The reaction both from some Israeli circles and from Palestinian activists has been swift. Rebecca Stoil of The Jerusalem Post writes, “While some coalition MKs were happy to claim victory, civil-rights organizations promised that at least one of the two bills would face a Supreme Court challenge. The Abraham Fund Initiatives, together with the Association for Civil Rights in Israel, announced Tuesday that they intend to appeal the Admission Committees Law to the Supreme Court. ‘This law establishes a mechanism of ethnic segregation between Jewish and Arab citizens of Israel, under the auspices of the Knesset,’ complained the co-executive directors of the Abraham Fund, Amnon Be’eri-Sulitzeanu and Mohammad Darawshe, calling the law ‘clearly unconstitutional.’”
Noting the absence of over 60 Knesset members all from the major political parties, the Haaretz editorial fears the bill encourages racism: “The votes on the so-called Nakba Law and the bill allowing small communities to set up admission committees, which the Knesset approved late Tuesday, add a shameful page to the parliament’s history.

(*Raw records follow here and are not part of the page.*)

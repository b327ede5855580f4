//! PostgreSQL storage driver for the outbox engine.
//!
//! Provides [`PgDriver`], a `StorageDriver` over sqlx whose claim runs
//! `FOR UPDATE SKIP LOCKED` so concurrent pollers never dispatch the same
//! record twice, and [`PgNotifyListener`], a LISTEN/NOTIFY wake-up channel
//! fed by the insert trigger shipped in `migrations/`.
//!
//! Business entities cross the outbox transaction boundary through the
//! [`PgEntity`] trait:
//!
//! ```rust,ignore
//! struct Order { id: i64, total: i64 }
//!
//! #[async_trait]
//! impl PgEntity for Order {
//!     async fn persist(&self, conn: &mut PgConnection) -> OutboxResult<()> {
//!         sqlx::query("INSERT INTO orders (id, total) VALUES ($1, $2)")
//!             .bind(self.id)
//!             .bind(self.total)
//!             .execute(conn)
//!             .await
//!             .map_err(OutboxError::storage)?;
//!         Ok(())
//!     }
//!
//!     async fn remove(&self, conn: &mut PgConnection) -> OutboxResult<()> {
//!         sqlx::query("DELETE FROM orders WHERE id = $1")
//!             .bind(self.id)
//!             .execute(conn)
//!             .await
//!             .map_err(OutboxError::storage)?;
//!         Ok(())
//!     }
//! }
//!
//! emitter.emit(event, vec![PgEntityOp::persist(order)]).await?;
//! ```

pub mod driver;
pub mod entity;
pub mod listener;

pub use driver::{PgDriver, PgUnitOfWork};
pub use entity::{PgEntity, PgEntityOp};
pub use listener::{PgNotifyListener, DEFAULT_NOTIFY_CHANNEL};

/// Embedded schema migrations (table, retry-tracking evolution, NOTIFY
/// trigger).
pub static MIGRATOR: sqlx::migrate::Migrator = sqlx::migrate!();

/// Apply the outbox schema migrations.
pub async fn run_migrations(pool: &sqlx::PgPool) -> outbox_core::OutboxResult<()> {
    MIGRATOR
        .run(pool)
        .await
        .map_err(outbox_core::OutboxError::storage)
}
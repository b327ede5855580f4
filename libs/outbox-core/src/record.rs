//! The outbox record: the only persistent entity the engine owns.

use std::collections::BTreeSet;

use serde::{Deserialize, Serialize};

/// Lifecycle state of an outbox record.
///
/// `Failed` is terminal: the record exceeded its retry budget, carries
/// `attempt_at = None`, and is never dispatched again.
#[derive(Debug, Clone, Copy, PartialEq, Eq, Serialize, Deserialize)]
#[serde(rename_all = "lowercase")]
pub enum OutboxStatus {
    Pending,
    Failed,
}

impl OutboxStatus {
    pub fn as_str(&self) -> &'static str {
        match self {
            OutboxStatus::Pending => "pending",
            OutboxStatus::Failed => "failed",
        }
    }

    pub fn parse(value: &str) -> Option<Self> {
        match value {
            "pending" => Some(OutboxStatus::Pending),
            "failed" => Some(OutboxStatus::Failed),
            _ => None,
        }
    }
}

/// One emitted event, persisted together with the business write that caused
/// it, carrying per-listener delivery state.
///
/// Created by the emitter inside the caller's transaction. Mutated only by
/// the processor (`delivered_to_listeners` grows; the record is deleted once
/// every listener acknowledged) and by the driver's claim operation
/// (`retry_count` increments, `attempt_at` is extended or nulled, `status`
/// may flip to `Failed`).
#[derive(Debug, Clone, Serialize, Deserialize)]
pub struct OutboxRecord {
    /// Storage-assigned monotone id; `0` until the record is committed
    pub id: i64,

    /// Routing key; matches a configured event type
    pub event_name: String,

    /// Opaque JSON payload handed to listeners
    pub event_payload: serde_json::Value,

    /// Names of listeners that already succeeded. Stale entries (listeners
    /// since unregistered) are preserved on read.
    pub delivered_to_listeners: BTreeSet<String>,

    /// Earliest instant (epoch ms) of the next dispatch attempt;
    /// `None` iff `status == Failed`
    pub attempt_at: Option<i64>,

    /// Number of prior dispatch attempts by the poller
    pub retry_count: u32,

    pub status: OutboxStatus,

    /// Retention hint (epoch ms); never consulted on the dispatch path
    pub expire_at: i64,

    /// Creation time (epoch ms)
    pub inserted_at: i64,
}

impl OutboxRecord {
    /// Fresh, unpersisted record: `retry_count = 0`, `status = Pending`,
    /// empty delivered set. The id is assigned by storage at commit.
    pub fn new(
        event_name: impl Into<String>,
        event_payload: serde_json::Value,
        expire_at: i64,
        attempt_at: i64,
        inserted_at: i64,
    ) -> Self {
        Self {
            id: 0,
            event_name: event_name.into(),
            event_payload,
            delivered_to_listeners: BTreeSet::new(),
            attempt_at: Some(attempt_at),
            retry_count: 0,
            status: OutboxStatus::Pending,
            expire_at,
            inserted_at,
        }
    }

    /// Eligible for a dispatch attempt at `now_ms`.
    pub fn is_due(&self, now_ms: i64) -> bool {
        self.status == OutboxStatus::Pending
            && self.attempt_at.map_or(false, |attempt_at| attempt_at <= now_ms)
    }

    pub fn is_delivered_to(&self, listener_name: &str) -> bool {
        self.delivered_to_listeners.contains(listener_name)
    }
}

#[cfg(test)]
mod tests {
    use super::*;
    use serde_json::json;

    #[test]
    fn new_record_is_pending_and_undelivered() {
        let record = OutboxRecord::new("order.created", json!({"order_id": 1}), 60_000, 5_000, 0);
        assert_eq!(record.id, 0);
        assert_eq!(record.retry_count, 0);
        assert_eq!(record.status, OutboxStatus::Pending);
        assert!(record.delivered_to_listeners.is_empty());
        assert_eq!(record.attempt_at, Some(5_000));
    }

    #[test]
    fn due_only_when_pending_and_deadline_elapsed() {
        let mut record = OutboxRecord::new("order.created", json!({}), 60_000, 5_000, 0);
        assert!(!record.is_due(4_999));
        assert!(record.is_due(5_000));

        record.status = OutboxStatus::Failed;
        record.attempt_at = None;
        assert!(!record.is_due(i64::MAX));
    }

    #[test]
    fn status_round_trips_as_lowercase_ascii() {
        assert_eq!(OutboxStatus::Pending.as_str(), "pending");
        assert_eq!(OutboxStatus::parse("failed"), Some(OutboxStatus::Failed));
        assert_eq!(OutboxStatus::parse("PENDING"), None);
    }
}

The two laws are the latest in a growing list of disgraceful legislation whose entire purpose is to discriminate against Israel’s Arab citizens, intimidate them and deny them their rights…. [The] thundering silence [of Netanyahu, Barak and Livni] enables the extreme right to lead parliament and all Israeli society on a path of incitement against an entire community, infringing on its rights for the imaginary purpose of protecting the state and its values. The silence is no less worrying and outrageous than the laws themselves.”

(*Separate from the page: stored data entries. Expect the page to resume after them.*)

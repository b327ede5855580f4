//! Error types for the outbox engine.

use std::time::Duration;

use thiserror::Error;

/// Result type alias for outbox operations.
pub type OutboxResult<T> = Result<T, OutboxError>;

/// Errors that can occur during outbox operations.
#[derive(Error, Debug)]
pub enum OutboxError {
    /// The emitter was asked to emit an event type that was never configured
    #[error("event not configured: {0}")]
    UnconfiguredEvent(String),

    /// A stored record references an event type the registry does not know
    #[error("unknown event: {0}")]
    UnknownEvent(String),

    /// Two event configurations were registered under the same name
    #[error("duplicate event name: {0}")]
    DuplicateEventName(String),

    /// Two listeners with the same stable name were registered for one event
    #[error("duplicate listener '{listener}' for event '{event}'")]
    DuplicateListenerName { event: String, listener: String },

    /// A `before_emit` middleware failed; nothing was persisted
    #[error("before_emit middleware failed: {0}")]
    BeforeEmit(#[source] anyhow::Error),

    /// The unit of work was handed an entity the driver cannot write
    #[error("entity not supported by this driver")]
    UnsupportedEntity,

    /// The poller was started twice
    #[error("poller already started")]
    PollerAlreadyStarted,

    /// The engine was assembled without a required part
    #[error("outbox misconfigured: {0}")]
    Misconfigured(&'static str),

    /// Storage transport failure
    #[error("storage error: {0}")]
    Storage(#[source] anyhow::Error),

    /// Serialization/deserialization error
    #[error("serialization error: {0}")]
    Serialization(#[from] serde_json::Error),
}

impl OutboxError {
    /// Wrap a driver transport error.
    pub fn storage(err: impl Into<anyhow::Error>) -> Self {
        OutboxError::Storage(err.into())
    }
}

/// Failure of a single listener invocation. Contained per listener: other
/// listeners for the same record still run.
#[derive(Error, Debug)]
pub enum ListenerError {
    /// The listener returned an error
    #[error("listener failed: {0}")]
    Failed(#[source] anyhow::Error),

    /// The listener did not settle within `max_execution_time_ttl`
    #[error("listener timed out after {0:?}")]
    TimedOut(Duration),
}

impl ListenerError {
    pub fn is_timeout(&self) -> bool {
        matches!(self, ListenerError::TimedOut(_))
    }
}

impl From<anyhow::Error> for ListenerError {
    fn from(err: anyhow::Error) -> Self {
        ListenerError::Failed(err)
    }
}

Along the same lines, Uri Avnery accuses the Knesset of adopting “two obnoxious racist laws. Both are clearly directed against Israel’s Arab citizens, a fifth of the population….The first makes it possible to annul the citizenship of persons found guilty of offences against the security of the state.… The second is more sophisticated. It allows communities of less than 400 families to appoint ‘admission committees’ which can prevent unsuitable persons from living there. Very shrewdly, it specifically forbids the rejection of candidates because of race, religion etc. – but that paragraph is tantamount to a wink. An Arab applicant will simply be rejected because of his many children or lack of military service. A majority of members did not bother to show up for the vote. After all, it was late and they have families, too. Who knows, some may even have been ashamed to vote.”

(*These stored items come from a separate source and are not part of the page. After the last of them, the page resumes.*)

//! Dispatches one outbox record to its not-yet-delivered listeners and
//! persists the outcome.
//!
//! No storage transaction is held while listeners run; the processor opens a
//! fresh unit of work only after every listener settled. `retry_count`,
//! `attempt_at`, and `status` are never touched here; they belong to the
//! driver's claim operation.

use std::sync::Arc;
use std::time::Instant;

use futures::future::{join_all, BoxFuture};
use tracing::{debug, info, warn};

use crate::config::EventConfiguration;
use crate::context::OutboxEventContext;
use crate::driver::StorageDriver;
use crate::error::{ListenerError, OutboxResult};
use crate::filter::FilterChain;
use crate::listener::OutboxListener;
use crate::metrics::OutboxMetrics;
use crate::middleware::{ExecutionResult, MiddlewarePipeline};
use crate::record::OutboxRecord;

/// What one processor run did to a record.
#[derive(Debug)]
pub struct ProcessOutcome {
    /// Listener names newly added to the delivered set
    pub delivered: Vec<String>,
    /// Listener names that failed or timed out this run
    pub failed: Vec<String>,
    /// The record was deleted: every listener for its event has delivered
    pub removed: bool,
}

impl ProcessOutcome {
    pub fn fully_delivered(&self) -> bool {
        self.failed.is_empty()
    }
}

struct ListenerOutcome {
    name: String,
    error: Option<ListenerError>,
}

pub struct EventProcessor {
    driver: Arc<dyn StorageDriver>,
    pipeline: Arc<MiddlewarePipeline>,
    filters: Arc<FilterChain>,
    metrics: Option<OutboxMetrics>,
}

impl EventProcessor {
    pub fn new(
        driver: Arc<dyn StorageDriver>,
        pipeline: Arc<MiddlewarePipeline>,
        filters: Arc<FilterChain>,
    ) -> Self {
        Self {
            driver,
            pipeline,
            filters,
            metrics: None,
        }
    }

    pub fn with_metrics(mut self, metrics: OutboxMetrics) -> Self {
        self.metrics = Some(metrics);
        self
    }

    /// Run every listener concurrently, then either delete the record (all
    /// listeners for its event delivered) or re-persist the grown delivered
    /// set. Callers pass only listeners whose names are absent from
    /// `delivered_to_listeners`.
    ///
    /// Listener failures are contained per listener; only a driver commit
    /// failure surfaces as an error, leaving the record in its prior state
    /// for the next claim cycle.
    pub async fn process(
        &self,
        config: &EventConfiguration,
        mut record: OutboxRecord,
        listeners: Vec<Arc<dyn OutboxListener>>,
    ) -> OutboxResult<ProcessOutcome> {
        let outcomes = join_all(
            listeners
                .iter()
                .map(|listener| self.run_listener(config, &record, Arc::clone(listener))),
        )
        .await;

        let mut delivered = Vec::new();
        let mut failed = Vec::new();
        for outcome in outcomes {
            match outcome.error {
                None => delivered.push(outcome.name),
                Some(_) => failed.push(outcome.name),
            }
        }

        for name in &delivered {
            record.delivered_to_listeners.insert(name.clone());
        }

        let removed = failed.is_empty();
        if removed {
            let mut uow = self.driver.unit_of_work();
            uow.stage_remove_record(record.id);
            uow.commit().await?;
            info!(
                event_id = record.id,
                event_name = %record.event_name,
                "record fully delivered, removed"
            );
        } else if !delivered.is_empty() {
            let mut uow = self.driver.unit_of_work();
            uow.stage_mark_delivered(record.id, record.delivered_to_listeners.clone());
            uow.commit().await?;
            debug!(
                event_id = record.id,
                delivered = delivered.len(),
                failed = failed.len(),
                "partial delivery persisted"
            );
        }

        if let Some(metrics) = &self.metrics {
            metrics.delivered.inc_by(delivered.len() as u64);
            metrics.listener_failures.inc_by(failed.len() as u64);
        }

        Ok(ProcessOutcome {
            delivered,
            failed,
            removed,
        })
    }

    async fn run_listener(
        &self,
        config: &EventConfiguration,
        record: &OutboxRecord,
        listener: Arc<dyn OutboxListener>,
    ) -> ListenerOutcome {
        let ctx = OutboxEventContext {
            event_name: record.event_name.clone(),
            event_payload: record.event_payload.clone(),
            event_id: record.id,
            listener_name: listener.name().to_string(),
        };
        let started = Instant::now();

        self.pipeline.before_process(&ctx).await;

        let terminal: BoxFuture<'_, Result<(), ListenerError>> = Box::pin(async {
            listener
                .handle(&ctx.event_payload, &ctx.event_name)
                .await
                .map_err(ListenerError::Failed)
        });
        let wrapped = self.pipeline.wrap_execution(&ctx, terminal);

        // Race against the per-listener deadline; on expiry the continuation
        // is dropped and the attempt counts as a failure.
        let result = match tokio::time::timeout(config.max_execution_time_ttl, wrapped).await {
            Ok(result) => result,
            Err(_) => Err(ListenerError::TimedOut(config.max_execution_time_ttl)),
        };
        let duration = started.elapsed();

        match result {
            Ok(()) => {
                self.pipeline
                    .after_process(&ctx, &ExecutionResult::success(duration))
                    .await;
                ListenerOutcome {
                    name: ctx.listener_name,
                    error: None,
                }
            }
            Err(listener_error) => {
                warn!(
                    event_id = ctx.event_id,
                    listener = %ctx.listener_name,
                    error = %listener_error,
                    "listener invocation failed"
                );
                self.pipeline.on_error(&ctx, &listener_error).await;
                self.filters.dispatch(&listener_error, &ctx).await;
                let result = ExecutionResult::failure(listener_error, duration);
                self.pipeline.after_process(&ctx, &result).await;
                ListenerOutcome {
                    name: ctx.listener_name,
                    error: result.error,
                }
            }
        }
    }
}

#[cfg(test)]
mod tests {
    use super::*;
    use crate::clock::ManualClock;
    use crate::config::EventConfigRegistry;
    use crate::memory::MemoryDriver;
    use crate::middleware::OutboxMiddleware;
    use anyhow::anyhow;
    use async_trait::async_trait;
    use parking_lot::Mutex;
    use serde_json::{json, Value};
    use std::sync::atomic::{AtomicU32, Ordering};
    use std::time::Duration;

    struct ScriptedListener {
        name: &'static str,
        calls: Arc<AtomicU32>,
        fail: bool,
        delay: Option<Duration>,
    }

    #[async_trait]
    impl OutboxListener for ScriptedListener {
        fn name(&self) -> &str {
            self.name
        }

        async fn handle(&self, _payload: &Value, _event_name: &str) -> anyhow::Result<()> {
            self.calls.fetch_add(1, Ordering::SeqCst);
            if let Some(delay) = self.delay {
                tokio::time::sleep(delay).await;
            }
            if self.fail {
                Err(anyhow!("handler refused"))
            } else {
                Ok(())
            }
        }
    }

    fn listener(name: &'static str, fail: bool) -> (Arc<dyn OutboxListener>, Arc<AtomicU32>) {
        let calls = Arc::new(AtomicU32::new(0));
        let listener = Arc::new(ScriptedListener {
            name,
            calls: Arc::clone(&calls),
            fail,
            delay: None,
        });
        (listener, calls)
    }

    struct Recording {
        results: Arc<Mutex<Vec<(String, bool, u64)>>>,
    }

    #[async_trait]
    impl OutboxMiddleware for Recording {
        async fn after_process(
            &self,
            ctx: &OutboxEventContext,
            result: &ExecutionResult,
        ) -> anyhow::Result<()> {
            self.results
                .lock()
                .push((ctx.listener_name.clone(), result.success, result.duration_ms));
            Ok(())
        }
    }

    fn fixture() -> (MemoryDriver, EventProcessor, EventConfiguration) {
        let config = EventConfiguration {
            max_execution_time_ttl: Duration::from_millis(200),
            ..EventConfiguration::new("order.created")
        };
        let registry = Arc::new(EventConfigRegistry::new([config.clone()]).unwrap());
        let driver = MemoryDriver::new(registry, Arc::new(ManualClock::new(0)));
        let processor = EventProcessor::new(
            Arc::new(driver.clone()),
            Arc::new(MiddlewarePipeline::default()),
            Arc::new(FilterChain::default()),
        );
        (driver, processor, config)
    }

    async fn insert(driver: &MemoryDriver) -> OutboxRecord {
        let record = driver.create_record("order.created", json!({"order_id": 1}), 60_000, 0);
        let mut uow = driver.unit_of_work();
        uow.stage_insert_record(record);
        uow.commit().await.unwrap().remove(0)
    }

    #[tokio::test]
    async fn full_success_removes_the_record() {
        let (driver, processor, config) = fixture();
        let record = insert(&driver).await;
        let (a, a_calls) = listener("a", false);
        let (b, b_calls) = listener("b", false);

        let outcome = processor.process(&config, record.clone(), vec![a, b]).await.unwrap();
        assert!(outcome.removed);
        assert_eq!(outcome.delivered.len(), 2);
        assert!(outcome.failed.is_empty());
        assert_eq!(a_calls.load(Ordering::SeqCst), 1);
        assert_eq!(b_calls.load(Ordering::SeqCst), 1);
        assert!(driver.record(record.id).is_none());
    }

    #[tokio::test]
    async fn partial_failure_persists_the_delivered_set() {
        let (driver, processor, config) = fixture();
        let record = insert(&driver).await;
        let (ok, _) = listener("a", false);
        let (bad, _) = listener("b", true);

        let outcome = processor.process(&config, record.clone(), vec![ok, bad]).await.unwrap();
        assert!(!outcome.removed);
        assert_eq!(outcome.delivered, ["a"]);
        assert_eq!(outcome.failed, ["b"]);

        let stored = driver.record(record.id).unwrap();
        assert!(stored.is_delivered_to("a"));
        assert!(!stored.is_delivered_to("b"));
        // Claim-owned fields untouched.
        assert_eq!(stored.retry_count, record.retry_count);
        assert_eq!(stored.attempt_at, record.attempt_at);
    }

    #[tokio::test]
    async fn all_failures_leave_the_record_untouched() {
        let (driver, processor, config) = fixture();
        let record = insert(&driver).await;
        let (bad, _) = listener("a", true);

        let outcome = processor.process(&config, record.clone(), vec![bad]).await.unwrap();
        assert!(!outcome.removed);
        assert!(outcome.delivered.is_empty());

        let stored = driver.record(record.id).unwrap();
        assert!(stored.delivered_to_listeners.is_empty());
    }

    #[tokio::test]
    async fn timeout_counts_as_failure_with_full_duration() {
        let (driver, _, mut config) = fixture();
        config.max_execution_time_ttl = Duration::from_millis(50);
        let record = insert(&driver).await;

        let calls = Arc::new(AtomicU32::new(0));
        let slow: Arc<dyn OutboxListener> = Arc::new(ScriptedListener {
            name: "slow",
            calls,
            fail: false,
            delay: Some(Duration::from_millis(200)),
        });

        let results = Arc::new(Mutex::new(Vec::new()));
        let processor = EventProcessor::new(
            Arc::new(driver.clone()),
            Arc::new(MiddlewarePipeline::new(vec![Arc::new(Recording {
                results: Arc::clone(&results),
            })])),
            Arc::new(FilterChain::default()),
        );

        let outcome = processor.process(&config, record.clone(), vec![slow]).await.unwrap();
        assert_eq!(outcome.failed, ["slow"]);

        let seen = results.lock();
        assert_eq!(seen.len(), 1);
        let (ref name, success, duration_ms) = seen[0];
        assert_eq!(name, "slow");
        assert!(!success);
        assert!(duration_ms >= 50);

        // Record still pending for the next claim cycle.
        assert!(driver.record(record.id).is_some());
    }

    #[tokio::test]
    async fn commit_failure_surfaces_and_preserves_state() {
        let (driver, processor, config) = fixture();
        let record = insert(&driver).await;
        let (ok, _) = listener("a", false);

        driver.set_fail_commits(true);
        assert!(processor.process(&config, record.clone(), vec![ok]).await.is_err());

        driver.set_fail_commits(false);
        let stored = driver.record(record.id).unwrap();
        assert!(stored.delivered_to_listeners.is_empty());
    }
}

The Palestine Monitor also opines that the “Nakba Law deepens apartheid in Israel…. According to experts, the law is undeniably vague in its wording, thus leaving it open to abuse. Sawsan Zaher of Adalah, the legal centre for Arab minority rights in Israel, believes the bill threatens a broad swath of government-funded institutions. Organizations at risk include research institutions that are found to be challenging the definition of the Israeli state as Jewish and democratic; educational institutions, such as bilingual schools, which hold events acknowledging the shared history of Jews and Arabs; and state-funded community organizations, such as theatres showing plays about the Nakba.”
Some have suggested that the new laws passed by the Knesset amount to rewriting history and “censoring Palestinian culture and history.” Aimee Shalan of the Council for Arab-British Understanding believes, “Commemoration of the Nakba is being outlawed because it asserts Palestinian political and moral claims to justice, redress and the right of return, exposing a critical contradiction at the heart of Israel’s claim to be exclusively Jewish and ‘democratic.’ Outraged, Israeli-Palestinian Knesset Member Hanin Zoabi protested, ‘The Nakba is a historic truth, not a position or freedom of expression.’…Still it will take more than this recent raft of laws to prevent Palestinians from pursuing their education or remembering their culture….It is impossible for any Palestinian to pretend that the trauma of 1948 or of the successive dispossessions and forced exiles inflicted upon them are no longer central to their lives. As 15 May approaches, their culture, those memories and that history are more resonant than ever.”
However not everyone agrees with the opponents of the bill. In fact, some have gone so far as to praise the Nakba law. Yoaz Hendel, writing on Ynet, is puzzled by the opposition to the bill since the “notion of cutting budgets of anti-Israel bodies should be shared by both rightists, leftists…. A sovereign state seeks to cut the budgets of institutions and bodies that reject its basic values, yet some people around here characterize this as an undemocratic step. The debate over the Nakba Law passed in the Knesset last week, as opposed to the impression certain groups in the Left try to create, is not fundamental at all. The voices of protest merely show us that Israel is home to elected officials and delusional groups whose entire worldview is based on a conditioned reflex. They fire off harsh words without actual thought; hotheads under the guise of enlightened liberalism.”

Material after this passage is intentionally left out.